Now, sure...you can free a whole bunch of people (which Neo did...Morpheus mentions in reloaded more people had been freed in the past 6 months then had been in the past 6 years). Then you could send them all into the matrix to fight...what? The rest of the humans still plugged in? The very people you're trying to save? Heck, you'd need way too many hovercrafts to get these people up to broadcast depth, all to do something Neo can do on his own. Inside the matrix, he rules. If he can't handle something, no amount of "normal" people can. The only thing Neo was incapable of handling on a pure fight was Smith, and Smith has shown his ability to copy himself even into people that have been freed from the matrix (ie, Bane).
But yeah...I know what you mean. It would be much cooler to have a whole bunch of really good fight scenes inside the matrix than the whole boring Zion fight. Then again, I know a whole bunch of other people who think the exact opposite, were really tired of the wire-fu, and really liked the Zion battle.
I could live either way. All I needed was an explanation of what the heck happened. In an all-fantasy story like Lord of the Rings, anything goes...it's fantasy. With the matrix, the first matrix set the boundaries--the reason Neo can do all those things is because he's inside a computer program, and he can change the program somehow. Then, with Revolutions they pulled the whole "the power of the one extends beyond this world" thing. Why? The power of the one was changing the code of the matrix, what other power does he have that allows him to do things outside the matrix? Really, I wouldn't care how they approached the revolution, I just wanted a coherent storyline.

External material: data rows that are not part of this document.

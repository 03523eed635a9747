//! Records shared by the API modules.

use std::fmt;

use anyhow::Context;
use bookquest_db::Row;
use serde::{de::DeserializeOwned, Deserialize, Serialize, Serializer};
use serde_json::Value;

pub const PLAYERS_TABLE: &str = "players";
pub const BOOKS_TABLE: &str = "books";

/// Store identifier; hosted tables use integer keys, imported ones use text.
#[derive(Debug, Clone, PartialEq, Eq, Hash, Serialize, Deserialize)]
#[serde(untagged)]
pub enum RecordId {
    Int(i64),
    Text(String),
}

impl RecordId {
    /// Empty or whitespace-only text does not identify anything.
    pub fn is_blank(&self) -> bool {
        match self {
            RecordId::Int(_) => false,
            RecordId::Text(text) => text.trim().is_empty(),
        }
    }

    pub fn to_value(&self) -> Value {
        match self {
            RecordId::Int(id) => Value::from(*id),
            RecordId::Text(text) => Value::from(text.as_str()),
        }
    }
}

impl fmt::Display for RecordId {
    fn fmt(&self, f: &mut fmt::Formatter<'_>) -> fmt::Result {
        match self {
            RecordId::Int(id) => write!(f, "{}", id),
            RecordId::Text(text) => f.write_str(text.trim()),
        }
    }
}

/// A challenge participant.
#[derive(Debug, Clone, Serialize, Deserialize)]
pub struct Player {
    pub id: RecordId,
    #[serde(default)]
    pub name: Option<String>,
    #[serde(default)]
    pub email: Option<String>,
    #[serde(default)]
    pub total_points: Value,
    /// Columns this service does not interpret.
    #[serde(flatten)]
    pub extra: Row,
}

/// One book logged by a player. Scoring fields are stored as submitted.
#[derive(Debug, Clone, Serialize, Deserialize)]
pub struct LoggedBook {
    pub id: RecordId,
    #[serde(default)]
    pub player_id: Option<RecordId>,
    #[serde(default)]
    pub player_name: Option<String>,
    #[serde(default)]
    pub title: Value,
    #[serde(default)]
    pub pages: Value,
    #[serde(default)]
    pub year_published: Value,
    #[serde(default)]
    pub completed: Value,
    #[serde(default)]
    pub genre: Value,
    #[serde(default)]
    pub rating: Value,
    #[serde(default)]
    pub points: Value,
    #[serde(flatten)]
    pub extra: Row,
}

impl LoggedBook {
    /// Whether `caller` is the player the book was logged for.
    pub fn is_owned_by(&self, caller: &RecordId) -> bool {
        self.player_id
            .as_ref()
            .is_some_and(|owner| owner.to_string() == caller.to_string())
    }
}

/// Point total rendered as a JSON integer when it has no fractional part.
#[derive(Debug, Clone, Copy, PartialEq, PartialOrd, Default)]
pub struct Points(pub f64);

impl Points {
    /// Largest magnitude an `f64` holds without losing integer precision.
    const MAX_EXACT: f64 = 9_007_199_254_740_992.0;

    pub fn value(self) -> f64 {
        self.0
    }

    /// Round to two decimal places, for averages.
    pub fn rounded(value: f64) -> Self {
        Self((value * 100.0).round() / 100.0)
    }
}

impl Serialize for Points {
    fn serialize<S: Serializer>(&self, serializer: S) -> Result<S::Ok, S::Error> {
        let value = self.0;
        if value.is_finite() && value.fract() == 0.0 && value.abs() < Self::MAX_EXACT {
            serializer.serialize_i64(value as i64)
        } else {
            serializer.serialize_f64(value)
        }
    }
}

/// Decode raw store rows into typed records.
pub fn decode_rows<T: DeserializeOwned>(rows: Vec<Row>, table: &str) -> anyhow::Result<Vec<T>> {
    rows.into_iter()
        .map(|row| {
            serde_json::from_value(Value::Object(row))
                .with_context(|| format!("malformed row in '{}'", table))
        })
        .collect()
}

#[cfg(test)]
mod tests {
    use super::*;
    use serde_json::json;

    #[test]
    fn record_ids_compare_by_text() {
        let int: RecordId = serde_json::from_value(json!(12)).unwrap();
        let text: RecordId = serde_json::from_value(json!("12")).unwrap();
        assert_eq!(int.to_string(), text.to_string());
        assert!(RecordId::Text("  ".to_string()).is_blank());
        assert!(!RecordId::Int(0).is_blank());
    }

    #[test]
    fn book_keeps_unknown_columns_and_raw_values() {
        let row = json!({
            "id": 3,
            "player_id": "p-1",
            "title": "Middlemarch",
            "pages": "880",
            "created_at": "2025-01-02T00:00:00Z"
        });
        let book: LoggedBook = serde_json::from_value(row).unwrap();

        assert_eq!(book.pages, json!("880"));
        assert_eq!(book.extra.get("created_at"), Some(&json!("2025-01-02T00:00:00Z")));
        assert!(book.is_owned_by(&RecordId::Text("p-1".to_string())));
        assert!(!book.is_owned_by(&RecordId::Text("p-2".to_string())));

        let rendered = serde_json::to_value(&book).unwrap();
        assert_eq!(rendered["created_at"], "2025-01-02T00:00:00Z");
        assert_eq!(rendered["title"], "Middlemarch");
    }

    #[test]
    fn book_without_owner_is_owned_by_nobody() {
        let book: LoggedBook = serde_json::from_value(json!({"id": 1})).unwrap();
        assert!(!book.is_owned_by(&RecordId::Int(1)));
    }

    #[test]
    fn points_render_whole_numbers_as_integers() {
        assert_eq!(serde_json::to_value(Points(17.0)).unwrap(), json!(17));
        assert_eq!(serde_json::to_value(Points(2.5)).unwrap(), json!(2.5));
        assert_eq!(Points::rounded(10.0 / 3.0), Points(3.33));
    }
}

Warning: Opinions known to be heavily biased.
This is a very valid point, but realize that this kind of stuff would normally end up as Extras on the upcoming DVD. I never doubted that this is advertising and a blatant attempt to build up some hype, but I credit them with the fact that they are giving it away for free as opposed to having the balls to try to charge for it like everybody else has been doing.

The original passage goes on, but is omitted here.